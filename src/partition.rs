use std::collections::HashMap;

use log::debug;
use om_format::{BufferLayout, Mesh, Model, VertexRecord};

use crate::obj::{FaceGroup, FacePoint, ObjScene};

/// Options applied while turning a parsed scene into a model.
#[derive(Debug, Clone, Copy, Default, PartialEq, Eq)]
pub struct LoadOptions {
    pub layout: BufferLayout,
}

impl LoadOptions {
    pub fn shared() -> Self {
        Self {
            layout: BufferLayout::Shared,
        }
    }
}

/// Builds one mesh per face group, in the scene's first-seen order.
///
/// Each distinct (position, uv, normal) triple of a group becomes one vertex,
/// numbered in order of first use. With [`BufferLayout::Shared`] every mesh is
/// offset by the vertex count of the meshes before it.
pub fn partition(scene: &ObjScene, options: &LoadOptions) -> Model {
    let mut meshes = Vec::with_capacity(scene.groups.len());
    let mut base_vertex = 0u32;

    for group in &scene.groups {
        let mut mesh = build_mesh(scene, group);

        if options.layout == BufferLayout::Shared {
            mesh.base_vertex = base_vertex;
            for index in &mut mesh.indices {
                *index += base_vertex;
            }
            base_vertex += mesh.vertices.len() as u32;
        }

        debug!(
            "Mesh \"{}\": {} vertices, {} indices, base vertex {}",
            mesh.group_face_name,
            mesh.vertex_count(),
            mesh.index_count(),
            mesh.base_vertex
        );
        meshes.push(mesh);
    }

    Model {
        meshes,
        layout: options.layout,
    }
}

fn build_mesh(scene: &ObjScene, group: &FaceGroup) -> Mesh {
    let mut mesh = Mesh::new(&group.group, scene.material_for(group));
    let mut lookup: HashMap<FacePoint, u32> = HashMap::new();
    mesh.indices.reserve(group.triangles.len() * 3);

    for point in group.triangles.iter().flatten() {
        let vertices = &mut mesh.vertices;
        let index = *lookup.entry(*point).or_insert_with(|| {
            vertices.push(vertex_for(scene, point));
            vertices.len() as u32 - 1
        });
        mesh.indices.push(index);
    }

    mesh
}

// missing uv and normal references become zeros
fn vertex_for(scene: &ObjScene, point: &FacePoint) -> VertexRecord {
    VertexRecord::new(
        scene.positions[point.position],
        point.normal.map_or([0.0; 3], |i| scene.normals[i]),
        point.uv.map_or([0.0; 2], |i| scene.uvs[i]),
    )
}

#[cfg(test)]
mod test {
    use super::*;
    use crate::{assets::MemoryAssets, error::LoadError, obj};
    use std::path::Path;

    const TWO_GROUPS: &str = "\
v 0 0 0
v 1 0 0
v 1 1 0
v 0 1 0
vt 0 0
vt 1 1
vn 0 0 1
g a
usemtl red
f 1/1/1 2/1/1 3/1/1
f 1/1/1 3/1/1 4/1/1
g b
f 1/2/1 2/2/1 3/2/1
g a
f 2/1/1 3/1/1 4/1
";

    fn scene() -> Result<ObjScene, LoadError> {
        let assets = MemoryAssets::new().with("model.obj", TWO_GROUPS);
        obj::parse_scene(&assets, Path::new(""), "model.obj")
    }

    #[test]
    fn test_vertex_dedup_order() -> Result<(), LoadError> {
        let model = partition(&scene()?, &LoadOptions::default());
        assert_eq!(model.meshes.len(), 2);

        let a = &model.meshes[0];
        assert_eq!(a.group_face_name, "a:mtl:red");
        assert_eq!(a.group_name, "a");
        assert_eq!(a.material_name(), "red");
        // "4/1" has no normal, so it is a vertex of its own
        assert_eq!(a.vertex_count(), 5);
        assert_eq!(a.indices, vec![0, 1, 2, 0, 2, 3, 1, 2, 4]);
        assert_eq!(a.vertices[4].normal, [0.0; 3]);
        assert_eq!(a.vertices[4].position, [0.0, 1.0, 0.0]);

        let b = &model.meshes[1];
        assert_eq!(b.indices, vec![0, 1, 2]);
        assert_eq!(b.vertices[0].uv, [1.0, 1.0]);
        assert!(model.meshes.iter().all(|m| m.base_vertex == 0));
        Ok(())
    }

    #[test]
    fn test_shared_layout() -> Result<(), LoadError> {
        let model = partition(&scene()?, &LoadOptions::shared());
        let b = &model.meshes[1];

        assert_eq!(model.layout, BufferLayout::Shared);
        assert_eq!(b.base_vertex, 5);
        assert_eq!(b.indices, vec![5, 6, 7]);
        assert_eq!(b.local_indices().collect::<Vec<_>>(), vec![0, 1, 2]);

        let shared = model.shared_vertices();
        assert_eq!(shared.len(), 8);
        for mesh in &model.meshes {
            for (&stored, local) in mesh.indices.iter().zip(mesh.local_indices()) {
                assert_eq!(shared[stored as usize], mesh.vertices[local as usize]);
            }
        }
        Ok(())
    }
}
use std::collections::HashMap;

use log::{debug, warn};
use om_format::Material;

use super::mtl::MaterialLibrary;
use crate::error::ParseErrorKind;

/// A face point as written in the file: 1-based, or negative for relative.
#[derive(Debug, Clone, Copy, Default, PartialEq, Eq)]
pub(crate) struct RawFacePoint {
    pub(crate) position: i64,
    pub(crate) uv: Option<i64>,
    pub(crate) normal: Option<i64>,
}

/// A face point resolved to zero-based indices into the scene's element lists.
#[derive(Debug, Clone, Copy, PartialEq, Eq, Hash)]
pub struct FacePoint {
    pub position: usize,
    pub uv: Option<usize>,
    pub normal: Option<usize>,
}

/// All triangles read while one (group, material) pair was active.
#[derive(Debug, Default, Clone, PartialEq)]
pub struct FaceGroup {
    pub group: String,
    pub material: String,
    pub triangles: Vec<[FacePoint; 3]>,
}

/// The raw result of parsing one OBJ file and its material libraries.
///
/// `groups` are in first-seen order and hold at least one triangle each.
#[derive(Debug, Default, Clone)]
pub struct ObjScene {
    pub positions: Vec<[f32; 3]>,
    pub uvs: Vec<[f32; 2]>,
    pub normals: Vec<[f32; 3]>,
    pub groups: Vec<FaceGroup>,
    pub materials: MaterialLibrary,
}

impl ObjScene {
    pub fn triangle_count(&self) -> usize {
        self.groups.iter().map(|group| group.triangles.len()).sum()
    }

    /// The material a group refers to, or an empty placeholder of that name.
    pub fn material_for(&self, group: &FaceGroup) -> Material {
        self.materials
            .get(&group.material)
            .cloned()
            .unwrap_or_else(|| Material::new(group.material.as_str()))
    }
}

#[derive(Debug, Default)]
pub(crate) struct ObjBuilder {
    scene: ObjScene,
    current_group: String,
    current_material: String,
    group_lookup: HashMap<(String, String), usize>,
}

impl ObjBuilder {
    pub(crate) fn set_group(&mut self, name: &str) {
        debug!("Start of group: \"{}\"", name);
        self.current_group = name.to_owned();
    }

    pub(crate) fn use_material(&mut self, name: &str) {
        debug!("Using material: \"{}\"", name);
        self.current_material = name.to_owned();
    }

    pub(crate) fn add_materials(&mut self, library: MaterialLibrary) {
        self.scene.materials.merge(library);
    }

    pub(crate) fn push_position(&mut self, position: [f32; 3]) {
        self.scene.positions.push(position);
    }

    pub(crate) fn push_uv(&mut self, uv: [f32; 2]) {
        self.scene.uvs.push(uv);
    }

    pub(crate) fn push_normal(&mut self, normal: [f32; 3]) {
        self.scene.normals.push(normal);
    }

    /// Adds a polygon, fan-triangulated around its first point.
    pub(crate) fn push_face(&mut self, points: &[RawFacePoint]) -> Result<(), ParseErrorKind> {
        if points.len() < 3 {
            return Err(ParseErrorKind::TooFewFacePoints(points.len()));
        }

        let resolved = points
            .iter()
            .map(|point| self.resolve(point))
            .collect::<Result<Vec<_>, _>>()?;

        let group = self.current_group_index();
        let triangles = &mut self.scene.groups[group].triangles;
        for i in 2..resolved.len() {
            triangles.push([resolved[0], resolved[i - 1], resolved[i]]);
        }

        Ok(())
    }

    fn resolve(&self, point: &RawFacePoint) -> Result<FacePoint, ParseErrorKind> {
        Ok(FacePoint {
            position: resolve_index("position", point.position, self.scene.positions.len())?,
            uv: point
                .uv
                .map(|uv| resolve_index("texture coordinate", uv, self.scene.uvs.len()))
                .transpose()?,
            normal: point
                .normal
                .map(|normal| resolve_index("normal", normal, self.scene.normals.len()))
                .transpose()?,
        })
    }

    fn current_group_index(&mut self) -> usize {
        let key = (self.current_group.clone(), self.current_material.clone());
        if let Some(&index) = self.group_lookup.get(&key) {
            return index;
        }

        let index = self.scene.groups.len();
        self.scene.groups.push(FaceGroup {
            group: key.0.clone(),
            material: key.1.clone(),
            triangles: Vec::new(),
        });
        self.group_lookup.insert(key, index);
        index
    }

    pub(crate) fn build(self) -> ObjScene {
        let scene = self.scene;
        for group in &scene.groups {
            if !group.material.is_empty() && scene.materials.get(&group.material).is_none() {
                warn!(
                    "Material \"{}\" is not defined in any material library, using an empty one",
                    group.material
                );
            }
        }
        scene
    }
}

// 1-based indices count from the start, negative ones back from the last element
fn resolve_index(element: &'static str, index: i64, count: usize) -> Result<usize, ParseErrorKind> {
    let resolved = if index > 0 {
        Some(index as usize - 1)
    } else if index < 0 {
        (count as i64 + index).try_into().ok()
    } else {
        None
    };

    resolved
        .filter(|&i| i < count)
        .ok_or(ParseErrorKind::DanglingIndex {
            element,
            index,
            count,
        })
}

★ ★ ★ ★ ★

* Problem: Only the number is wanted: how many lines in the entries above contain the string "ParseErrorKind"?

* Result of the exercise: 6